The city is justly proud of its centres of art and culture: the National Gallery, the Pakistan National Council of the Arts and the Lok Virsa. The National Commission for Human Rights and the National Commission on the Status of Women are based here. The city has a National Archives and a National Library. It may soon have a commission on the rights of the minority communities and possibly another one on the rights of children. The principal task for the Islamabad administration, in addition to security arrangements, will be to nourish these institutions and enable them to scale new heights of excellence.

Islamabad’s acquisition of the soul and character of a living, free and dynamic human settlement, that the people would wish it to have, will depend on how progressive and humane policies and practices of governance can be evolved by our parliamentarians, how soon the oppressive inequalities can be removed, how fully the courts can establish citizens’ equality before the law, the extent to which its centres of learning and arts and culture can give expression to the people’s genius in these spheres, and how elegantly its architects can blend the requirements of modern living with our cultural heritage, and this at a cost a resource-starved people can afford.

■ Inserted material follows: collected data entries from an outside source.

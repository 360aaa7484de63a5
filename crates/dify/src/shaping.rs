use {
    serde::{Deserialize, Serialize},
    tracing::warn,
};

/// Administrator-configurable response shaping.
#[derive(Debug, Clone, Serialize, Deserialize)]
#[serde(default)]
pub struct ShapingConfig {
    /// Cap applied when the inbound message is a short greeting. A wall of
    /// text in reply to "hi" reads as broken, so greetings get a tighter
    /// budget.
    pub simple_greeting_max_len: usize,
    /// Hard cap on any forwarded answer.
    pub max_response_len: usize,
    /// Appended when the hard cap truncates an answer.
    pub truncation_notice: String,
}

impl Default for ShapingConfig {
    fn default() -> Self {
        Self {
            simple_greeting_max_len: 200,
            max_response_len: 4000,
            truncation_notice: "\n\n[message truncated]".into(),
        }
    }
}

const GREETING_WORDS: &[&str] = &["hi", "hello", "hey", "yo", "sup", "hola", "ciao"];

/// Short-greeting heuristic: fewer than 20 chars and at least one greeting
/// word.
pub fn is_simple_greeting(text: &str) -> bool {
    if text.len() >= 20 {
        return false;
    }
    let lowered = text.to_lowercase();
    lowered
        .split(|c: char| !c.is_alphanumeric())
        .any(|word| GREETING_WORDS.contains(&word))
}

/// Truncate to at most `max` bytes without splitting a char.
fn truncate_at(text: &str, max: usize) -> &str {
    if text.len() <= max {
        return text;
    }
    let mut end = max;
    while !text.is_char_boundary(end) {
        end -= 1;
    }
    &text[..end]
}

/// Extract the answer text from the raw payload, working around the
/// array-answer quirk some app configurations produce.
fn answer_text(raw: &serde_json::Value) -> String {
    match raw {
        serde_json::Value::String(s) => s.clone(),
        serde_json::Value::Array(items) => {
            warn!(len = items.len(), "answer arrived as an array; using first element");
            match items.first() {
                Some(serde_json::Value::String(s)) => s.clone(),
                Some(other) => other.to_string(),
                None => String::new(),
            }
        },
        serde_json::Value::Null => String::new(),
        other => other.to_string(),
    }
}

/// Shape a raw answer for forwarding.
///
/// The greeting cap applies first, then the hard cap — always in that
/// order, so an over-long greeting reply can never exceed the hard cap
/// either.
pub fn shape_answer(config: &ShapingConfig, inbound_text: &str, raw: &serde_json::Value) -> String {
    let mut answer = answer_text(raw);

    if is_simple_greeting(inbound_text) && answer.len() > config.simple_greeting_max_len {
        warn!(
            len = answer.len(),
            cap = config.simple_greeting_max_len,
            "capping over-long reply to a simple greeting"
        );
        answer = format!(
            "{}...",
            truncate_at(&answer, config.simple_greeting_max_len)
        );
    }

    if answer.len() > config.max_response_len {
        warn!(
            len = answer.len(),
            cap = config.max_response_len,
            "truncating over-long answer"
        );
        answer = format!(
            "{}{}",
            truncate_at(&answer, config.max_response_len),
            config.truncation_notice
        );
    }

    answer
}

#[cfg(test)]
#[allow(clippy::unwrap_used, clippy::expect_used)]
mod tests {
    use rstest::rstest;

    use super::*;

    #[rstest]
    #[case::bare("hi", true)]
    #[case::cased("Hello!", true)]
    #[case::phrase("hey there", true)]
    #[case::question("what is my invoice status", false)]
    #[case::long_greeting("hello, I have a question about my last order", false)]
    #[case::substring_not_word("history", false)]
    fn greeting_heuristic(#[case] text: &str, #[case] expected: bool) {
        assert_eq!(is_simple_greeting(text), expected);
    }

    #[test]
    fn greeting_reply_capped() {
        let config = ShapingConfig {
            simple_greeting_max_len: 200,
            ..Default::default()
        };
        let raw = serde_json::json!("a".repeat(300));
        let shaped = shape_answer(&config, "hi", &raw);
        assert_eq!(shaped.len(), 200 + 3);
        assert!(shaped.ends_with("..."));
    }

    #[test]
    fn hard_cap_appends_notice() {
        let config = ShapingConfig {
            max_response_len: 1000,
            ..Default::default()
        };
        let raw = serde_json::json!("b".repeat(1500));
        let shaped = shape_answer(&config, "what happened to my order", &raw);
        assert_eq!(shaped.len(), 1000 + config.truncation_notice.len());
        assert!(shaped.ends_with(&config.truncation_notice));
    }

    #[test]
    fn short_answer_passes_through() {
        let config = ShapingConfig::default();
        let raw = serde_json::json!("all good");
        assert_eq!(shape_answer(&config, "status?", &raw), "all good");
    }

    #[test]
    fn array_answer_uses_first_element() {
        let config = ShapingConfig::default();
        let raw = serde_json::json!(["first part", "second part"]);
        assert_eq!(shape_answer(&config, "status?", &raw), "first part");
    }

    #[test]
    fn empty_array_answer_is_empty() {
        let config = ShapingConfig::default();
        let raw = serde_json::json!([]);
        assert_eq!(shape_answer(&config, "status?", &raw), "");
    }

    #[test]
    fn truncation_respects_char_boundaries() {
        let config = ShapingConfig {
            max_response_len: 5,
            truncation_notice: "!".into(),
            ..Default::default()
        };
        // Each 'é' is two bytes; a naive slice at 5 would split one.
        let raw = serde_json::json!("ééééé");
        let shaped = shape_answer(&config, "question long enough", &raw);
        assert!(shaped.ends_with('!'));
        assert!(shaped.starts_with("éé"));
    }

    #[test]
    fn greeting_cap_then_hard_cap() {
        let config = ShapingConfig {
            simple_greeting_max_len: 50,
            max_response_len: 30,
            truncation_notice: "[cut]".into(),
        };
        let raw = serde_json::json!("c".repeat(100));
        let shaped = shape_answer(&config, "hi", &raw);
        // Greeting cap produces 53 chars; the hard cap then trims to 30.
        assert_eq!(shaped.len(), 30 + "[cut]".len());
    }
}
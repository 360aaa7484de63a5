/// Crate-wide result type for mapping operations.
pub type Result<T> = std::result::Result<T, Error>;

/// Typed mapping errors. Validation/conflict/not-found propagate to the
/// administrative caller; store errors wrap the persistence layer.
#[derive(Debug, thiserror::Error)]
pub enum Error {
    #[error("validation failed: {message}")]
    Validation { message: String },

    #[error("conflict: {message}")]
    Conflict { message: String },

    #[error("{what} not found")]
    NotFound { what: String },

    #[error(transparent)]
    Store(#[from] anyhow::Error),
}

impl Error {
    #[must_use]
    pub fn validation(message: impl std::fmt::Display) -> Self {
        Self::Validation {
            message: message.to_string(),
        }
    }

    #[must_use]
    pub fn conflict(message: impl std::fmt::Display) -> Self {
        Self::Conflict {
            message: message.to_string(),
        }
    }

    #[must_use]
    pub fn not_found(what: impl std::fmt::Display) -> Self {
        Self::NotFound {
            what: what.to_string(),
        }
    }
}
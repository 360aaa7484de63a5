//! Platform capability layer.
//!
//! Each integrated platform (Telegram, Chatwoot, Dify) implements the
//! [`PlatformClient`] trait; the routing engine selects implementations
//! through a [`ClientRegistry`] keyed by [`PlatformType`], so adding a
//! platform means adding an implementation, not editing a branch.

pub mod client;
pub mod error;
pub mod instance;
pub mod link;
pub mod types;

pub use {
    client::{ClientRegistry, Delivery, ForwardOptions, PlatformClient, ResolvedConversation},
    error::{Error, Result},
    instance::{InstanceCredentials, InstanceDirectory, InstanceStore, PlatformInstance},
    link::{ConversationLink, ConversationLinkStore},
    types::{CanonicalMessage, ChatType, MessageMetadata, PlatformType},
};
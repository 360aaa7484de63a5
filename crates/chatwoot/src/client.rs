use {
    secrecy::{ExposeSecret, Secret},
    serde::{Deserialize, Serialize, de::DeserializeOwned},
    serde_json::json,
};

use switchboard_platforms::{Error, PlatformInstance, PlatformType, Result};

/// Thin Chatwoot REST client for one account.
#[derive(Debug)]
pub struct ChatwootClient {
    http: reqwest::Client,
    base_url: String,
    token: Secret<String>,
    account_id: String,
}

#[derive(Debug, Clone, Deserialize)]
pub struct Account {
    pub id: i64,
    pub name: String,
}

#[derive(Debug, Clone, Deserialize)]
pub struct Inbox {
    pub id: i64,
    pub name: String,
    #[serde(default)]
    pub channel_type: Option<String>,
}

#[derive(Debug, Clone, Deserialize)]
pub struct Conversation {
    pub id: i64,
}

#[derive(Debug, Clone, Deserialize)]
pub struct Contact {
    pub id: i64,
}

#[derive(Debug, Deserialize)]
struct PayloadList<T> {
    payload: Vec<T>,
}

#[derive(Debug, Deserialize)]
struct DataEnvelope<T> {
    data: T,
}

#[derive(Debug, Deserialize)]
struct ContactEnvelope {
    payload: ContactPayload,
}

#[derive(Debug, Deserialize)]
struct ContactPayload {
    contact: Contact,
}

/// Custom attributes filed onto created contacts/conversations so agents can
/// see where a conversation came from.
#[derive(Debug, Clone, Serialize)]
pub struct SourceAttributes {
    pub platform: String,
    pub chat_type: String,
    #[serde(skip_serializing_if = "Option::is_none")]
    pub username: Option<String>,
    #[serde(skip_serializing_if = "Option::is_none")]
    pub language_code: Option<String>,
}

impl ChatwootClient {
    /// Build a client from an instance record. Incomplete credentials
    /// degrade the client instead of failing at startup.
    pub fn from_instance(http: reqwest::Client, instance: &PlatformInstance) -> Result<Self> {
        if instance.credentials.base_url.is_empty() {
            return Err(Error::not_configured(
                PlatformType::Chatwoot,
                format!("instance '{}' has no base url", instance.id),
            ));
        }
        if instance.credentials.token_is_empty() {
            return Err(Error::not_configured(
                PlatformType::Chatwoot,
                format!("instance '{}' has no access token", instance.id),
            ));
        }
        let Some(account_id) = instance.credentials.account_id.clone() else {
            return Err(Error::not_configured(
                PlatformType::Chatwoot,
                format!("instance '{}' has no account id", instance.id),
            ));
        };
        Ok(Self {
            http,
            base_url: instance.credentials.base_url.trim_end_matches('/').to_string(),
            token: instance.credentials.token.clone(),
            account_id,
        })
    }

    fn account_url(&self, path: &str) -> String {
        format!("{}/api/v1/accounts/{}{path}", self.base_url, self.account_id)
    }

    async fn request<T: DeserializeOwned>(
        &self,
        builder: reqwest::RequestBuilder,
        context: &str,
    ) -> Result<T> {
        let resp = builder
            .header("api_access_token", self.token.expose_secret())
            .send()
            .await
            .map_err(|e| Error::transport(PlatformType::Chatwoot, context, e))?;
        let status = resp.status();
        if !status.is_success() {
            let body = resp.text().await.unwrap_or_default();
            return Err(Error::api(PlatformType::Chatwoot, status.as_u16(), body));
        }
        resp.json::<T>()
            .await
            .map_err(|e| Error::transport(PlatformType::Chatwoot, context, e))
    }

    /// Fetch the account record. Used as the connection probe.
    pub async fn get_account(&self) -> Result<Account> {
        let url = format!("{}/api/v1/accounts/{}", self.base_url, self.account_id);
        self.request(self.http.get(url), "get account").await
    }

    pub async fn list_inboxes(&self) -> Result<Vec<Inbox>> {
        let list: PayloadList<Inbox> = self
            .request(self.http.get(self.account_url("/inboxes")), "list inboxes")
            .await?;
        Ok(list.payload)
    }

    /// Create an API-channel inbox.
    pub async fn create_inbox(&self, name: &str) -> Result<Inbox> {
        let payload = json!({
            "name": name,
            "channel": { "type": "api" },
        });
        self.request(
            self.http.post(self.account_url("/inboxes")).json(&payload),
            "create inbox",
        )
        .await
    }

    /// Look up an existing conversation by the stable source id the bridge
    /// assigns at creation. This is the idempotency half of
    /// find-before-create.
    pub async fn find_conversation_by_source_id(
        &self,
        inbox_id: i64,
        source_id: &str,
    ) -> Result<Option<Conversation>> {
        let url = self.account_url("/conversations");
        let envelope: DataEnvelope<PayloadList<Conversation>> = self
            .request(
                self.http
                    .get(url)
                    .query(&[("inbox_id", inbox_id.to_string()), ("source_id", source_id.into())]),
                "find conversation",
            )
            .await?;
        Ok(envelope.data.payload.into_iter().next())
    }

    pub async fn create_contact(
        &self,
        inbox_id: i64,
        name: &str,
        identifier: &str,
        attributes: &SourceAttributes,
    ) -> Result<Contact> {
        let payload = json!({
            "inbox_id": inbox_id,
            "name": name,
            "identifier": identifier,
            "custom_attributes": attributes,
        });
        let envelope: ContactEnvelope = self
            .request(
                self.http.post(self.account_url("/contacts")).json(&payload),
                "create contact",
            )
            .await?;
        Ok(envelope.payload.contact)
    }

    pub async fn create_conversation(
        &self,
        inbox_id: i64,
        contact_id: i64,
        source_id: &str,
        attributes: &SourceAttributes,
    ) -> Result<Conversation> {
        let payload = json!({
            "inbox_id": inbox_id,
            "contact_id": contact_id,
            "source_id": source_id,
            "custom_attributes": attributes,
        });
        self.request(
            self.http
                .post(self.account_url("/conversations"))
                .json(&payload),
            "create conversation",
        )
        .await
    }

    /// Post a message into a conversation. `incoming` messages render as the
    /// contact speaking; `outgoing` as an agent.
    pub async fn create_message(
        &self,
        conversation_id: i64,
        content: &str,
        message_type: &str,
        private: bool,
    ) -> Result<()> {
        let payload = json!({
            "content": content,
            "message_type": message_type,
            "private": private,
        });
        let url = self.account_url(&format!("/conversations/{conversation_id}/messages"));
        self.request::<serde_json::Value>(self.http.post(url).json(&payload), "create message")
            .await
            .map(|_| ())
    }
}
use tracing::{debug, info};

use switchboard_platforms::{
    CanonicalMessage, ChatType, ConversationLink, ResolvedConversation, Result,
};

use crate::client::{ChatwootClient, Inbox, SourceAttributes};

/// Find or create the Chatwoot conversation for a canonical message.
///
/// Resolution order:
/// 1. the persisted link already carries a conversation id;
/// 2. search by `source_id` within the inbox — two racing webhook
///    deliveries for the same new conversation should converge on the one
///    the other created (best-effort: a narrow race window remains between
///    the search and the create);
/// 3. create contact + conversation with source attributes.
pub async fn resolve(
    client: &ChatwootClient,
    inbox_id: i64,
    message: &CanonicalMessage,
    link: Option<&ConversationLink>,
) -> Result<ResolvedConversation> {
    if let Some(conversation_id) = link.and_then(|l| l.chatwoot_conversation_id) {
        debug!(
            conversation_id,
            source_id = %message.conversation_id,
            "chatwoot conversation known from link"
        );
        return Ok(ResolvedConversation {
            conversation_id: conversation_id.to_string(),
            created: false,
            link: None,
        });
    }

    let mut updated = link.cloned().unwrap_or_else(|| {
        ConversationLink::new(&message.instance_id, &message.conversation_id)
    });

    if let Some(found) = client
        .find_conversation_by_source_id(inbox_id, &message.conversation_id)
        .await?
    {
        debug!(
            conversation_id = found.id,
            source_id = %message.conversation_id,
            "chatwoot conversation found by source id"
        );
        updated.chatwoot_conversation_id = Some(found.id);
        return Ok(ResolvedConversation {
            conversation_id: found.id.to_string(),
            created: false,
            link: Some(updated),
        });
    }

    let attributes = SourceAttributes {
        platform: message.origin.to_string(),
        chat_type: match message.metadata.chat_type {
            ChatType::Private => "private".into(),
            ChatType::Group => "group".into(),
        },
        username: message.metadata.username.clone(),
        language_code: message.metadata.language_code.clone(),
    };
    let display_name = message
        .sender_name
        .clone()
        .or_else(|| message.metadata.username.clone())
        .unwrap_or_else(|| message.sender_id.clone());

    let contact = client
        .create_contact(inbox_id, &display_name, &message.conversation_id, &attributes)
        .await?;
    let conversation = client
        .create_conversation(inbox_id, contact.id, &message.conversation_id, &attributes)
        .await?;

    info!(
        conversation_id = conversation.id,
        contact_id = contact.id,
        source_id = %message.conversation_id,
        "created chatwoot conversation"
    );

    updated.chatwoot_conversation_id = Some(conversation.id);
    updated.chatwoot_contact_id = Some(contact.id);
    Ok(ResolvedConversation {
        conversation_id: conversation.id.to_string(),
        created: true,
        link: Some(updated),
    })
}

/// Find an inbox by name, creating an API-channel inbox when absent.
///
/// Used when the mapping's auto-connect flag is set and the instance has no
/// inbox configured.
pub async fn ensure_inbox(client: &ChatwootClient, name: &str) -> Result<Inbox> {
    let inboxes = client.list_inboxes().await?;
    if let Some(existing) = inboxes.into_iter().find(|i| i.name == name) {
        return Ok(existing);
    }
    let created = client.create_inbox(name).await?;
    info!(inbox_id = created.id, name, "created chatwoot inbox");
    Ok(created)
}

#[cfg(test)]
#[allow(clippy::unwrap_used, clippy::expect_used)]
mod tests {
    use {
        secrecy::Secret,
        switchboard_platforms::{
            InstanceCredentials, MessageMetadata, PlatformInstance, PlatformType,
        },
    };

    use super::*;

    fn client(base_url: &str) -> ChatwootClient {
        let instance = PlatformInstance {
            id: "desk-1".into(),
            platform: PlatformType::Chatwoot,
            display_name: "Helpdesk".into(),
            credentials: InstanceCredentials {
                base_url: base_url.into(),
                token: Secret::new("cw-token".into()),
                account_id: Some("3".into()),
                ..Default::default()
            },
            is_active: true,
            created_at: 0,
            updated_at: 0,
        };
        ChatwootClient::from_instance(reqwest::Client::new(), &instance).unwrap()
    }

    fn message() -> CanonicalMessage {
        CanonicalMessage {
            origin: PlatformType::Telegram,
            instance_id: "bot-1".into(),
            conversation_id: "42".into(),
            sender_id: "42".into(),
            sender_name: Some("Ada Lovelace".into()),
            text: "hello".into(),
            metadata: MessageMetadata::default(),
        }
    }

    #[tokio::test]
    async fn known_link_skips_remote_lookup() {
        // No mocks registered: any HTTP call would fail the test.
        let server = mockito::Server::new_async().await;
        let c = client(&server.url());

        let mut link = ConversationLink::new("bot-1", "42");
        link.chatwoot_conversation_id = Some(77);

        let resolved = resolve(&c, 9, &message(), Some(&link)).await.unwrap();
        assert_eq!(resolved.conversation_id, "77");
        assert!(!resolved.created);
        assert!(resolved.link.is_none());
    }

    #[tokio::test]
    async fn search_hit_reuses_conversation() {
        let mut server = mockito::Server::new_async().await;
        server
            .mock("GET", "/api/v1/accounts/3/conversations")
            .match_query(mockito::Matcher::Any)
            .with_status(200)
            .with_body(r#"{"data":{"meta":{},"payload":[{"id":77}]}}"#)
            .create_async()
            .await;
        let create = server
            .mock("POST", "/api/v1/accounts/3/conversations")
            .expect(0)
            .create_async()
            .await;

        let c = client(&server.url());
        let resolved = resolve(&c, 9, &message(), None).await.unwrap();
        assert_eq!(resolved.conversation_id, "77");
        assert!(!resolved.created);
        assert_eq!(
            resolved.link.and_then(|l| l.chatwoot_conversation_id),
            Some(77)
        );
        create.assert_async().await;
    }

    #[tokio::test]
    async fn search_miss_creates_contact_and_conversation() {
        let mut server = mockito::Server::new_async().await;
        server
            .mock("GET", "/api/v1/accounts/3/conversations")
            .match_query(mockito::Matcher::Any)
            .with_status(200)
            .with_body(r#"{"data":{"meta":{},"payload":[]}}"#)
            .create_async()
            .await;
        let contact = server
            .mock("POST", "/api/v1/accounts/3/contacts")
            .match_body(mockito::Matcher::PartialJson(serde_json::json!({
                "inbox_id": 9,
                "name": "Ada Lovelace",
                "identifier": "42",
            })))
            .with_status(200)
            .with_body(r#"{"payload":{"contact":{"id":5}}}"#)
            .create_async()
            .await;
        let conversation = server
            .mock("POST", "/api/v1/accounts/3/conversations")
            .match_body(mockito::Matcher::PartialJson(serde_json::json!({
                "inbox_id": 9,
                "contact_id": 5,
                "source_id": "42",
            })))
            .with_status(200)
            .with_body(r#"{"id":88}"#)
            .create_async()
            .await;

        let c = client(&server.url());
        let resolved = resolve(&c, 9, &message(), None).await.unwrap();
        assert_eq!(resolved.conversation_id, "88");
        assert!(resolved.created);
        let link = resolved.link.unwrap();
        assert_eq!(link.chatwoot_conversation_id, Some(88));
        assert_eq!(link.chatwoot_contact_id, Some(5));
        contact.assert_async().await;
        conversation.assert_async().await;
    }

    #[tokio::test]
    async fn repeat_resolution_is_idempotent() {
        use std::sync::{
            Arc,
            atomic::{AtomicBool, Ordering},
        };

        // First call creates; the second finds the conversation by source id
        // and must not create another one.
        let mut server = mockito::Server::new_async().await;
        let created = Arc::new(AtomicBool::new(false));
        let created_in_mock = Arc::clone(&created);
        server
            .mock("GET", "/api/v1/accounts/3/conversations")
            .match_query(mockito::Matcher::Any)
            .with_status(200)
            .with_body_from_request(move |_| {
                if created_in_mock.load(Ordering::SeqCst) {
                    br#"{"data":{"meta":{},"payload":[{"id":88}]}}"#.to_vec()
                } else {
                    br#"{"data":{"meta":{},"payload":[]}}"#.to_vec()
                }
            })
            .expect(2)
            .create_async()
            .await;
        server
            .mock("POST", "/api/v1/accounts/3/contacts")
            .with_status(200)
            .with_body(r#"{"payload":{"contact":{"id":5}}}"#)
            .expect(1)
            .create_async()
            .await;
        let created_on_create = Arc::clone(&created);
        let create = server
            .mock("POST", "/api/v1/accounts/3/conversations")
            .with_status(200)
            .with_body_from_request(move |_| {
                created_on_create.store(true, Ordering::SeqCst);
                br#"{"id":88}"#.to_vec()
            })
            .expect(1)
            .create_async()
            .await;

        let c = client(&server.url());
        let first = resolve(&c, 9, &message(), None).await.unwrap();
        assert!(first.created);

        let second = resolve(&c, 9, &message(), None).await.unwrap();
        assert!(!second.created);
        assert_eq!(second.conversation_id, "88");
        create.assert_async().await;
    }

    #[tokio::test]
    async fn ensure_inbox_reuses_existing() {
        let mut server = mockito::Server::new_async().await;
        server
            .mock("GET", "/api/v1/accounts/3/inboxes")
            .with_status(200)
            .with_body(r#"{"payload":[{"id":9,"name":"Support Bot","channel_type":"Channel::Api"}]}"#)
            .create_async()
            .await;
        let create = server
            .mock("POST", "/api/v1/accounts/3/inboxes")
            .expect(0)
            .create_async()
            .await;

        let c = client(&server.url());
        let inbox = ensure_inbox(&c, "Support Bot").await.unwrap();
        assert_eq!(inbox.id, 9);
        create.assert_async().await;
    }
}
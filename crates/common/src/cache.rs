//! TTL cache with an injected clock.
//!
//! Read-through caches (platform instances, configuration values) must not
//! serve stale entries indefinitely, so every entry expires after a fixed
//! TTL. The clock is a trait object so tests can drive expiry
//! deterministically instead of sleeping.

use std::{
    collections::HashMap,
    hash::Hash,
    sync::{Arc, Mutex},
    time::{Duration, Instant},
};

/// Time source for cache expiry.
pub trait Clock: Send + Sync {
    fn now(&self) -> Instant;
}

/// Wall-clock backed [`Clock`], the production default.
pub struct SystemClock;

impl Clock for SystemClock {
    fn now(&self) -> Instant {
        Instant::now()
    }
}

/// Expiring key/value cache.
///
/// Entries are evicted lazily on read; there is no background sweeper.
pub struct TtlCache<K, V> {
    entries: Mutex<HashMap<K, (V, Instant)>>,
    ttl: Duration,
    clock: Arc<dyn Clock>,
}

impl<K, V> TtlCache<K, V>
where
    K: Eq + Hash + Clone,
    V: Clone,
{
    pub fn new(ttl: Duration) -> Self {
        Self::with_clock(ttl, Arc::new(SystemClock))
    }

    pub fn with_clock(ttl: Duration, clock: Arc<dyn Clock>) -> Self {
        Self {
            entries: Mutex::new(HashMap::new()),
            ttl,
            clock,
        }
    }

    /// Look up a live entry. Expired entries are removed and report a miss.
    pub fn get(&self, key: &K) -> Option<V> {
        let now = self.clock.now();
        let mut entries = self.entries.lock().unwrap_or_else(|e| e.into_inner());
        match entries.get(key) {
            Some((_, inserted_at)) if now.duration_since(*inserted_at) >= self.ttl => {
                entries.remove(key);
                None
            },
            Some((value, _)) => Some(value.clone()),
            None => None,
        }
    }

    pub fn insert(&self, key: K, value: V) {
        let now = self.clock.now();
        let mut entries = self.entries.lock().unwrap_or_else(|e| e.into_inner());
        entries.insert(key, (value, now));
    }

    pub fn invalidate(&self, key: &K) {
        let mut entries = self.entries.lock().unwrap_or_else(|e| e.into_inner());
        entries.remove(key);
    }

    pub fn clear(&self) {
        let mut entries = self.entries.lock().unwrap_or_else(|e| e.into_inner());
        entries.clear();
    }
}
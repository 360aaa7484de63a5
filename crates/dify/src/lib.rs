//! Dify platform adapter.
//!
//! Blocking chat-message client, response shaping (length caps, greeting
//! heuristic, array-answer quirk), and conversation continuity handling.

pub mod client;
pub mod forwarder;
pub mod shaping;

pub use {
    client::{ChatAnswer, DifyClient},
    forwarder::{DifyForwarder, DifyOptions},
    shaping::{ShapingConfig, shape_answer},
};
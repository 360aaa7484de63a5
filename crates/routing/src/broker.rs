use std::sync::Arc;

use tracing::debug;

use switchboard_platforms::PlatformType;

use crate::{
    Error, Result,
    engine::RoutingEngine,
    guard::should_process_message,
    outcome::RoutingOutcome,
};

/// Entry point invoked once per inbound webhook.
///
/// Normalizes the platform-specific payload into a canonical message and
/// hands it to the engine. Events that carry no actionable message produce
/// the no-op outcome — a webhook delivery must only fail when the payload
/// is structurally invalid, otherwise the origin platform will eventually
/// disable the webhook.
pub struct MessageBroker {
    engine: Arc<RoutingEngine>,
}

impl MessageBroker {
    pub fn new(engine: Arc<RoutingEngine>) -> Self {
        Self { engine }
    }

    pub async fn handle(
        &self,
        origin: PlatformType,
        instance_id: &str,
        raw: serde_json::Value,
    ) -> Result<RoutingOutcome> {
        let message = match origin {
            PlatformType::Telegram => {
                let update: switchboard_telegram::update::Update = serde_json::from_value(raw)
                    .map_err(|source| Error::InvalidPayload { origin, source })?;
                switchboard_telegram::normalize_update(instance_id, &update)
            },
            PlatformType::Chatwoot => {
                let event: switchboard_chatwoot::webhook::WebhookEvent =
                    serde_json::from_value(raw)
                        .map_err(|source| Error::InvalidPayload { origin, source })?;
                switchboard_chatwoot::normalize_event(instance_id, &event)
            },
            PlatformType::Dify => return Err(Error::UnsupportedOrigin(origin)),
        };

        let Some(message) = message else {
            debug!(%origin, instance_id, "webhook event carries no routable message");
            return Ok(RoutingOutcome::no_op());
        };
        if !should_process_message(&message) {
            return Ok(RoutingOutcome::no_op());
        }
        self.engine.route(&message).await
    }
}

All of this will take decades, perhaps a century, but the course has to be set now and the priorities clearly defined. No single ministry can possibly accomplish this Herculean task. Much will depend on Islamabad’s political structure. It perhaps needs a high-powered chief commissioner or even a lieutenant governor as its head. All affairs of the capital will have to be entrusted to a special body that must include experts on housing, transportation, education, human rights, art and culture — experts who are not afraid of listening to the people about what they want.